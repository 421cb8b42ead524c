//! Process configuration: command line flags, environment and credentials.

use std::path::PathBuf;

use clap::{Parser, ValueEnum};
use holdwatch_core::constants::{CONFIG_FILE_NAME, STATE_FILE_NAME};
use holdwatch_core::utils::clean_optional_credential;

/// Monthly index constituent and mutual fund holdings change monitor.
#[derive(Parser, Debug, Clone)]
#[command(name = "holdwatch")]
#[command(version)]
pub struct Cli {
    /// Directory holding the monitor configuration and snapshot
    #[arg(long, env = "HOLDWATCH_DATA_DIR", default_value = "data")]
    pub data_dir: PathBuf,

    /// Monitor configuration file [default: <data-dir>/config.json]
    #[arg(long, env = "HOLDWATCH_CONFIG")]
    pub config: Option<PathBuf>,

    /// Snapshot file [default: <data-dir>/previous_state.json]
    #[arg(long, env = "HOLDWATCH_STATE")]
    pub state: Option<PathBuf>,

    /// Print the report without emailing it
    #[arg(long)]
    pub no_email: bool,

    /// Output written to stdout
    #[arg(long, value_enum, default_value_t = OutputFormat::Text)]
    pub format: OutputFormat,
}

#[derive(ValueEnum, Debug, Clone, Copy, PartialEq, Eq)]
pub enum OutputFormat {
    /// The rendered report
    Text,
    /// The change sets as JSON
    Json,
}

/// Credentials from the environment, sanitised.
#[derive(Clone, Default, PartialEq, Eq)]
pub struct Secrets {
    pub email_sender: Option<String>,
    pub email_password: Option<String>,
    pub email_recipient: Option<String>,
    pub anthropic_api_key: Option<String>,
    /// Model override; not a credential, kept verbatim.
    pub anthropic_model: Option<String>,
}

impl Secrets {
    pub fn from_env() -> Self {
        let read = |name: &str| std::env::var(name).ok();
        Self {
            email_sender: clean_optional_credential(read("EMAIL_SENDER").as_deref()),
            email_password: clean_optional_credential(read("EMAIL_PASSWORD").as_deref()),
            email_recipient: clean_optional_credential(read("EMAIL_RECIPIENT").as_deref()),
            anthropic_api_key: clean_optional_credential(read("ANTHROPIC_API_KEY").as_deref()),
            anthropic_model: read("ANTHROPIC_MODEL")
                .map(|m| m.trim().to_string())
                .filter(|m| !m.is_empty()),
        }
    }

    /// Sender and password, when both are set.
    pub fn email_login(&self) -> Option<(&str, &str)> {
        Some((self.email_sender.as_deref()?, self.email_password.as_deref()?))
    }
}

impl std::fmt::Debug for Secrets {
    fn fmt(&self, f: &mut std::fmt::Formatter<'_>) -> std::fmt::Result {
        let set = |v: &Option<String>| if v.is_some() { "<set>" } else { "<unset>" };
        f.debug_struct("Secrets")
            .field("email_sender", &self.email_sender)
            .field("email_password", &set(&self.email_password))
            .field("email_recipient", &self.email_recipient)
            .field("anthropic_api_key", &set(&self.anthropic_api_key))
            .field("anthropic_model", &self.anthropic_model)
            .finish()
    }
}

/// Resolved settings for one run.
#[derive(Debug, Clone)]
pub struct AppConfig {
    pub config_path: PathBuf,
    pub state_path: PathBuf,
    pub no_email: bool,
    pub format: OutputFormat,
    pub secrets: Secrets,
}

impl AppConfig {
    pub fn from_cli(cli: Cli, secrets: Secrets) -> Self {
        let config_path = cli
            .config
            .unwrap_or_else(|| cli.data_dir.join(CONFIG_FILE_NAME));
        let state_path = cli
            .state
            .unwrap_or_else(|| cli.data_dir.join(STATE_FILE_NAME));
        Self {
            config_path,
            state_path,
            no_email: cli.no_email,
            format: cli.format,
            secrets,
        }
    }
}
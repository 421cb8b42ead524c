//! Storage trait for the persisted portfolio state.

use super::PortfolioState;
use crate::errors::Result;

/// Durable home of the previous run's [`PortfolioState`].
///
/// Single reader, single writer, same process. Implementations keep exactly
/// one generation; there is no history.
pub trait SnapshotStore: Send + Sync {
    /// Load the stored state.
    ///
    /// Returns an empty state when nothing has been stored yet. A document
    /// that exists but cannot be read or parsed is an error.
    fn load(&self) -> Result<PortfolioState>;

    /// Replace the stored state with `state` in full.
    fn save(&self, state: &PortfolioState) -> Result<()>;
}
//! Per-AMC disclosure profiles.
//!
//! Every AMC publishes its monthly portfolio differently. A profile captures
//! where to look, which link to take, which sheet to read and how rows are
//! laid out, so one pipeline can serve all of them.

use holdwatch_core::config::FundSource;
use rust_decimal::Decimal;

const HDFC_PAGE: &str = "https://www.hdfcfund.com/statutory-disclosure/portfolio/monthly-portfolio";
const PPFAS_PAGE: &str = "https://amc.ppfas.com/downloads/portfolio-disclosure/";
const TATA_PAGE: &str =
    "https://www.advisorkhoj.com/form-download-centre/Mutual/Tata-Mutual-Fund/Monthly-Portfolio-Disclosures";
const QUANT_PAGE: &str =
    "https://www.advisorkhoj.com/form-download-centre/Mutual-Funds/Quant-Mutual-Fund/Monthly-Portfolio-Disclosures";
const BANDHAN_PAGE: &str =
    "https://www.advisorkhoj.com/form-download-centre/Mutual-Funds/Bandhan-Mutual-Fund/Monthly-Portfolio-Disclosures";

const PPFAS_SKIP: &[&str] = &[
    "TOTAL", "GRAND", "RETURNS", "SINCE INCEPTION", "MARKET VALUE", "LAST", "YEARS", "NIFTY",
    "SENSEX", "DATE", "PORTFOLIO", "EQUITY", "DEBT", "CASH", "SCHEME", "FUND", "ASSET", "NAV",
    "AWAITING", "LISTED", "GOVERNMENT", "TREASURY", "CLEARING",
];
const TATA_SKIP: &[&str] = &[
    "EQUITY", "LISTED", "AWAITING", "TOTAL", "GRAND", "UNLISTED", "SECURITIES", "DEBT", "MONEY",
    "CASH", "NET", "INVESTMENT", "NAME OF",
];
const QUANT_SKIP: &[&str] = &[
    "EQUITY", "TOTAL", "GRAND", "DEBT", "CASH", "NAME OF", "INSTRUMENT", "SECURITY", "PORTFOLIO",
];
const BANDHAN_SKIP: &[&str] = &[
    "EQUITY", "TOTAL", "GRAND", "DEBT", "CASH", "NAME OF", "INSTRUMENT", "SECURITY", "PORTFOLIO",
    "LISTED", "UNLISTED",
];

const STRIP_WITH_DOTS: &[&str] = &[" LTD", " LIMITED", "."];
const STRIP_LIMITED_FIRST: &[&str] = &[" LIMITED", " LTD", "."];
const STRIP_KEEP_DOTS: &[&str] = &[" LTD.", " LTD", " LIMITED"];

const QUANT_SHEET_KEYWORDS: &[&str] = &["small cap", "scf"];
const BANDHAN_SHEET_KEYWORDS: &[&str] = &["elss"];

/// Single holdings above this share are PPFAS metadata rows, not positions.
const PPFAS_MAX_PCT: i64 = 25;

/// Which link on the disclosure page holds the workbook.
#[derive(Debug, Clone, Copy, PartialEq, Eq)]
pub enum LinkRule {
    /// href has the extension and the link names the scheme (or its code).
    Scheme { extension: &'static str },
    /// href has the extension and the link text carries a month or year.
    Dated { extension: &'static str },
}

/// How the fund's sheet is chosen inside the workbook.
#[derive(Debug, Clone, Copy, PartialEq, Eq)]
pub enum SheetChoice {
    /// First sheet whose name contains the scheme name, else the first sheet.
    SchemeNameOrFirst,
    First,
    /// Sheet named exactly by the configured code.
    Code,
    /// First sheet whose name contains one of the sheet keywords.
    Keywords,
    /// The only sheet of a single-sheet workbook, else by keywords.
    SingleOrKeywords,
}

/// Where the security name and percentage columns are.
#[derive(Debug, Clone, Copy, PartialEq, Eq)]
pub enum ColumnLayout {
    Fixed {
        name_col: usize,
        pct_col: usize,
        data_start: usize,
    },
    /// Row 0 holds the headers; data starts on row 1.
    FirstRowHeader,
    /// Header row found by scanning the first rows of the sheet.
    AutoDetect,
}

/// Unit of the percentage column.
#[derive(Debug, Clone, Copy, PartialEq, Eq)]
pub enum PercentScale {
    Percent,
    /// Always a fraction of one (0.0803 means 8.03 %).
    Fraction,
    /// Values strictly between 0 and 1 are fractions.
    FractionBelowOne,
}

/// Keyword used to pick the disclosure email of the fund.
#[derive(Debug, Clone, Copy, PartialEq, Eq)]
pub enum InboxKeyword {
    Fixed(&'static str),
    FirstWordOfScheme,
}

#[derive(Debug, Clone, Copy, PartialEq, Eq)]
pub struct InboxRule {
    /// Sender filter.
    pub amc: &'static str,
    pub keyword: InboxKeyword,
}

#[derive(Debug, Clone, PartialEq)]
pub struct AmcProfile {
    pub id: &'static str,
    pub page_url: &'static str,
    pub inbox: Option<InboxRule>,
    pub link_rule: LinkRule,
    pub sheet: SheetChoice,
    pub default_sheet_keywords: &'static [&'static str],
    pub layout: ColumnLayout,
    pub skip_keywords: &'static [&'static str],
    pub skip_paren_prefix: bool,
    pub skip_paren_suffix: bool,
    pub strip: &'static [&'static str],
    pub scale: PercentScale,
    pub max_pct: Option<Decimal>,
}

impl AmcProfile {
    pub fn hdfc() -> Self {
        Self {
            id: "HDFC",
            page_url: HDFC_PAGE,
            inbox: None,
            link_rule: LinkRule::Scheme { extension: ".xlsx" },
            sheet: SheetChoice::SchemeNameOrFirst,
            default_sheet_keywords: &[],
            layout: ColumnLayout::FirstRowHeader,
            skip_keywords: &[],
            skip_paren_prefix: false,
            skip_paren_suffix: false,
            strip: STRIP_WITH_DOTS,
            scale: PercentScale::Percent,
            max_pct: None,
        }
    }

    pub fn ppfas() -> Self {
        Self {
            id: "PPFAS",
            page_url: PPFAS_PAGE,
            inbox: Some(InboxRule {
                amc: "Parag Parikh",
                keyword: InboxKeyword::FirstWordOfScheme,
            }),
            link_rule: LinkRule::Scheme { extension: ".xls" },
            sheet: SheetChoice::First,
            default_sheet_keywords: &[],
            layout: ColumnLayout::Fixed {
                name_col: 1,
                pct_col: 6,
                data_start: 6,
            },
            skip_keywords: PPFAS_SKIP,
            skip_paren_prefix: true,
            skip_paren_suffix: false,
            strip: STRIP_LIMITED_FIRST,
            scale: PercentScale::Fraction,
            max_pct: Some(Decimal::from(PPFAS_MAX_PCT)),
        }
    }

    pub fn tata() -> Self {
        Self {
            id: "TATA",
            page_url: TATA_PAGE,
            inbox: Some(InboxRule {
                amc: "Tata",
                keyword: InboxKeyword::Fixed("ELSS"),
            }),
            link_rule: LinkRule::Dated { extension: ".xlsx" },
            sheet: SheetChoice::Code,
            default_sheet_keywords: &[],
            layout: ColumnLayout::Fixed {
                name_col: 1,
                pct_col: 7,
                data_start: 14,
            },
            skip_keywords: TATA_SKIP,
            skip_paren_prefix: true,
            skip_paren_suffix: true,
            strip: STRIP_KEEP_DOTS,
            scale: PercentScale::Percent,
            max_pct: None,
        }
    }

    pub fn quant() -> Self {
        Self {
            id: "QUANT",
            page_url: QUANT_PAGE,
            inbox: Some(InboxRule {
                amc: "Quant",
                keyword: InboxKeyword::Fixed("Small Cap"),
            }),
            link_rule: LinkRule::Dated { extension: ".xls" },
            sheet: SheetChoice::Keywords,
            default_sheet_keywords: QUANT_SHEET_KEYWORDS,
            layout: ColumnLayout::AutoDetect,
            skip_keywords: QUANT_SKIP,
            skip_paren_prefix: false,
            skip_paren_suffix: false,
            strip: STRIP_WITH_DOTS,
            scale: PercentScale::Percent,
            max_pct: None,
        }
    }

    pub fn bandhan() -> Self {
        Self {
            id: "BANDHAN",
            page_url: BANDHAN_PAGE,
            inbox: Some(InboxRule {
                amc: "Bandhan",
                keyword: InboxKeyword::Fixed("ELSS"),
            }),
            link_rule: LinkRule::Dated { extension: ".xls" },
            sheet: SheetChoice::SingleOrKeywords,
            default_sheet_keywords: BANDHAN_SHEET_KEYWORDS,
            layout: ColumnLayout::AutoDetect,
            skip_keywords: BANDHAN_SKIP,
            skip_paren_prefix: false,
            skip_paren_suffix: false,
            strip: STRIP_WITH_DOTS,
            scale: PercentScale::FractionBelowOne,
            max_pct: None,
        }
    }
}

/// One fund's disclosure lookup: its AMC profile plus the configured
/// identifiers.
#[derive(Debug, Clone, PartialEq)]
pub struct DisclosureRequest {
    pub profile: AmcProfile,
    pub scheme_name: String,
    /// Short code that may appear in link text or href (PPFAS fund code).
    pub link_code: Option<String>,
    pub sheet_code: Option<String>,
    pub sheet_keywords: Vec<String>,
}

impl DisclosureRequest {
    pub fn from_source(source: &FundSource) -> Self {
        match source {
            FundSource::HdfcMf { scheme_name, .. } => {
                Self::new(AmcProfile::hdfc(), scheme_name, None, None, None)
            }
            FundSource::PpfasMf {
                scheme_name,
                fund_code,
            } => Self::new(AmcProfile::ppfas(), scheme_name, fund_code.clone(), None, None),
            FundSource::TataMf { sheet_code, .. } => Self::new(
                AmcProfile::tata(),
                source.scheme_name(),
                None,
                Some(sheet_code.clone()),
                None,
            ),
            FundSource::QuantMf {
                scheme_name,
                sheet_keywords,
            } => Self::new(AmcProfile::quant(), scheme_name, None, None, sheet_keywords.clone()),
            FundSource::BandhanMf {
                scheme_name,
                sheet_keywords,
            } => Self::new(
                AmcProfile::bandhan(),
                scheme_name,
                None,
                None,
                sheet_keywords.clone(),
            ),
        }
    }

    fn new(
        profile: AmcProfile,
        scheme_name: &str,
        link_code: Option<String>,
        sheet_code: Option<String>,
        sheet_keywords: Option<Vec<String>>,
    ) -> Self {
        let sheet_keywords = sheet_keywords
            .filter(|keywords| !keywords.is_empty())
            .unwrap_or_else(|| {
                profile
                    .default_sheet_keywords
                    .iter()
                    .map(|k| k.to_string())
                    .collect()
            });
        Self {
            profile,
            scheme_name: scheme_name.trim().to_string(),
            link_code: link_code
                .map(|code| code.trim().to_string())
                .filter(|code| !code.is_empty()),
            sheet_code,
            sheet_keywords,
        }
    }

    /// Sender and keyword for the inbox search, when the AMC mails its
    /// disclosures.
    pub fn inbox_query(&self) -> Option<(&'static str, String)> {
        let rule = self.profile.inbox?;
        let keyword = match rule.keyword {
            InboxKeyword::Fixed(keyword) => keyword.to_string(),
            InboxKeyword::FirstWordOfScheme => self
                .scheme_name
                .split_whitespace()
                .next()
                .unwrap_or_default()
                .to_string(),
        };
        Some((rule.amc, keyword))
    }
}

..........

[What you need to do]
Check all the records above and select each line where the string "whose" is found.

[Written solution]
    /// First sheet whose name contains the scheme name, else the first sheet.
    /// First sheet whose name contains one of the sheet keywords.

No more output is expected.